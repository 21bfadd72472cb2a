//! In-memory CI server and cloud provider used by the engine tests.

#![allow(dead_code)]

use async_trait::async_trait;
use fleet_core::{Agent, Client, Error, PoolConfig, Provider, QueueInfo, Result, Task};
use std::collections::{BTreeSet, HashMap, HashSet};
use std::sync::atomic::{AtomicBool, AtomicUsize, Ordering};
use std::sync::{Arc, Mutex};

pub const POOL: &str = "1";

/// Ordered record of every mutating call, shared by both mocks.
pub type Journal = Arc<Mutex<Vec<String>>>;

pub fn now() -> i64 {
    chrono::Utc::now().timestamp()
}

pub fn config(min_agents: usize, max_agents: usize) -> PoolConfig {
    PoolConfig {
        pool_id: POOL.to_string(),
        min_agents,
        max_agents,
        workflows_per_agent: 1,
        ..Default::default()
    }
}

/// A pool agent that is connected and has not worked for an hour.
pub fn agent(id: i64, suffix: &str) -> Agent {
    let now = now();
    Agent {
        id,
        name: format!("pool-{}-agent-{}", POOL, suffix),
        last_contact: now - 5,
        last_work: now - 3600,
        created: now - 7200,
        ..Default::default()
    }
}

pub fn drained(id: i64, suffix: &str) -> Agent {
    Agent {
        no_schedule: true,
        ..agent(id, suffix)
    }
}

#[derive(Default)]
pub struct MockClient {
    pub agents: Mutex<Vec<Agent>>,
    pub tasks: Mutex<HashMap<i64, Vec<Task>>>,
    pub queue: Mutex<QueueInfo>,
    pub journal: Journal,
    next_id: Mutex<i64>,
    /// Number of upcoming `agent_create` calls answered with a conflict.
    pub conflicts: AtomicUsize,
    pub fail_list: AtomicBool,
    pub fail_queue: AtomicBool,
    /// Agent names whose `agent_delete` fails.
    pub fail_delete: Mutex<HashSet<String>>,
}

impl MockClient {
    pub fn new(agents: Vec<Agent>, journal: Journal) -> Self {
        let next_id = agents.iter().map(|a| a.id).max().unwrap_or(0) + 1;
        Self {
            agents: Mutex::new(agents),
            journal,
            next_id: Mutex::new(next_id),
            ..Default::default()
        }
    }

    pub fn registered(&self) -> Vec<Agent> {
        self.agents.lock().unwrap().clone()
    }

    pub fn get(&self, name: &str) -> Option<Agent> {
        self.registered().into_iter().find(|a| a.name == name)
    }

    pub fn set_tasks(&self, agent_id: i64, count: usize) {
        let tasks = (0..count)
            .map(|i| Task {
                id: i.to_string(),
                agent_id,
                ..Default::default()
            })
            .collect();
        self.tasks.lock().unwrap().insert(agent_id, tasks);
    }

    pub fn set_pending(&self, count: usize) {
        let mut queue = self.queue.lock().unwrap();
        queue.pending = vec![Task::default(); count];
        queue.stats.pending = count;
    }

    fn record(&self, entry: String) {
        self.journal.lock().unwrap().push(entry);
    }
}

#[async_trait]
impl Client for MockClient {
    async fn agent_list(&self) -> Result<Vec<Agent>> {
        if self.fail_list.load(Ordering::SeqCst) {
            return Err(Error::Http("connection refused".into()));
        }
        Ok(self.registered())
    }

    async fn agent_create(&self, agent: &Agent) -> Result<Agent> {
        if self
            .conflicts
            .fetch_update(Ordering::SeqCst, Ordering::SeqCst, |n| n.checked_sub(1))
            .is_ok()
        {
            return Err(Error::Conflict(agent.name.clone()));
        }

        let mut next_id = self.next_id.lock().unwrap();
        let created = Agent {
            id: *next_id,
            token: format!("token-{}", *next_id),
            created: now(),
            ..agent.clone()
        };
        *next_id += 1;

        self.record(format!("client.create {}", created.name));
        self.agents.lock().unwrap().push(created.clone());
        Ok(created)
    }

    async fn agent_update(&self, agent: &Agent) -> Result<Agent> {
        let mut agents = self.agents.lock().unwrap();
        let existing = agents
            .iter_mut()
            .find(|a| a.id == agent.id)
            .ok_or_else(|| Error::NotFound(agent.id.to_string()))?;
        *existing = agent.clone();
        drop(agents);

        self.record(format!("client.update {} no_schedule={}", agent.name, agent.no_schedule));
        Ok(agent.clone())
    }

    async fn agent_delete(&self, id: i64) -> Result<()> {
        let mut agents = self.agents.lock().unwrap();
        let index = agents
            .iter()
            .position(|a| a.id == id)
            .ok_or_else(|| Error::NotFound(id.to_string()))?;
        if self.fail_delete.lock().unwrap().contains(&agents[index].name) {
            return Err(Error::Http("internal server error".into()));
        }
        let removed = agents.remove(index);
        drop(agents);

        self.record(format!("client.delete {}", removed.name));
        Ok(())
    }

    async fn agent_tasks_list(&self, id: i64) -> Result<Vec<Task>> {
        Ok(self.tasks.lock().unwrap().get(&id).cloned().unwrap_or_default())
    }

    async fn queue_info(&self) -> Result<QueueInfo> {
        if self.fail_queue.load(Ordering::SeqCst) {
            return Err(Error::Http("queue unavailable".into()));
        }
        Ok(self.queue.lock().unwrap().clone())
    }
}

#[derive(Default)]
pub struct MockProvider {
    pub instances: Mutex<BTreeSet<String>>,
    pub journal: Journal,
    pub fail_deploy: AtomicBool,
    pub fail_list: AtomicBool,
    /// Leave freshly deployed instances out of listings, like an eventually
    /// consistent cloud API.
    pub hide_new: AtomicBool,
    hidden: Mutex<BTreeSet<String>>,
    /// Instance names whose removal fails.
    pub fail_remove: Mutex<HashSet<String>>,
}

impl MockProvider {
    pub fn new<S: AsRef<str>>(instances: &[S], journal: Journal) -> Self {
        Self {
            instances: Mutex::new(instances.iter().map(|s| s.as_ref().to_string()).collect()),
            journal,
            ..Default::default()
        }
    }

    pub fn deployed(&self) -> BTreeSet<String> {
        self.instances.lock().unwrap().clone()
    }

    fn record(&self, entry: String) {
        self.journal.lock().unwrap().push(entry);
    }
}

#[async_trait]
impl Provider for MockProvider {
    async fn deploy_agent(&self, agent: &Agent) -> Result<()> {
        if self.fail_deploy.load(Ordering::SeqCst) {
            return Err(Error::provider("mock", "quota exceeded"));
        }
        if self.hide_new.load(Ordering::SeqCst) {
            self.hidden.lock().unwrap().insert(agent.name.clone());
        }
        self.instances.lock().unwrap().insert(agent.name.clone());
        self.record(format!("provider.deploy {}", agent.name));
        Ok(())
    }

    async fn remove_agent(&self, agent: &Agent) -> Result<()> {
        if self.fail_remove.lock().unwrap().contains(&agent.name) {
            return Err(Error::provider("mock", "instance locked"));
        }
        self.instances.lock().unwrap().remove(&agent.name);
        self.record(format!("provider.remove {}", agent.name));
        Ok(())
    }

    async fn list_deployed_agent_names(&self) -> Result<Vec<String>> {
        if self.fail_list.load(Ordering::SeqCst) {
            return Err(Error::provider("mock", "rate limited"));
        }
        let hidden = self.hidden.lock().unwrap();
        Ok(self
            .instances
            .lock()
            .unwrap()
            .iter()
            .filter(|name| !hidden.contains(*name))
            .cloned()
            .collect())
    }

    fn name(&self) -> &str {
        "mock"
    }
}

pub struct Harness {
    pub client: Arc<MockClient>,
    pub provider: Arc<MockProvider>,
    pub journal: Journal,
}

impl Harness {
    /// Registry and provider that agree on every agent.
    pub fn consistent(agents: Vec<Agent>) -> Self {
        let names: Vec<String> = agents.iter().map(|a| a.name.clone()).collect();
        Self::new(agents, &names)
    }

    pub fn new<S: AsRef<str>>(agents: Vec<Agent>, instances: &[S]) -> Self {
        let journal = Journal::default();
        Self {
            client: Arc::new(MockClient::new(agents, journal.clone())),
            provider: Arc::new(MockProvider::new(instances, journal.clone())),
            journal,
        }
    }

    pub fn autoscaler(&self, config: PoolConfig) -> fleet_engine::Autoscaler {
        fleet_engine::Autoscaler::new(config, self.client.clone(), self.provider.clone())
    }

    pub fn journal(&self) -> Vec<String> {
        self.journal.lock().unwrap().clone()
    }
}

--------------------

→ **Directions**
Search the data for the string "PoolConfig" and copy each line where it appears.

→ **Answer box**
use fleet_core::{Agent, Client, Error, PoolConfig, Provider, QueueInfo, Result, Task};
pub fn config(min_agents: usize, max_agents: usize) -> PoolConfig {
    PoolConfig {
    pub fn autoscaler(&self, config: PoolConfig) -> fleet_engine::Autoscaler {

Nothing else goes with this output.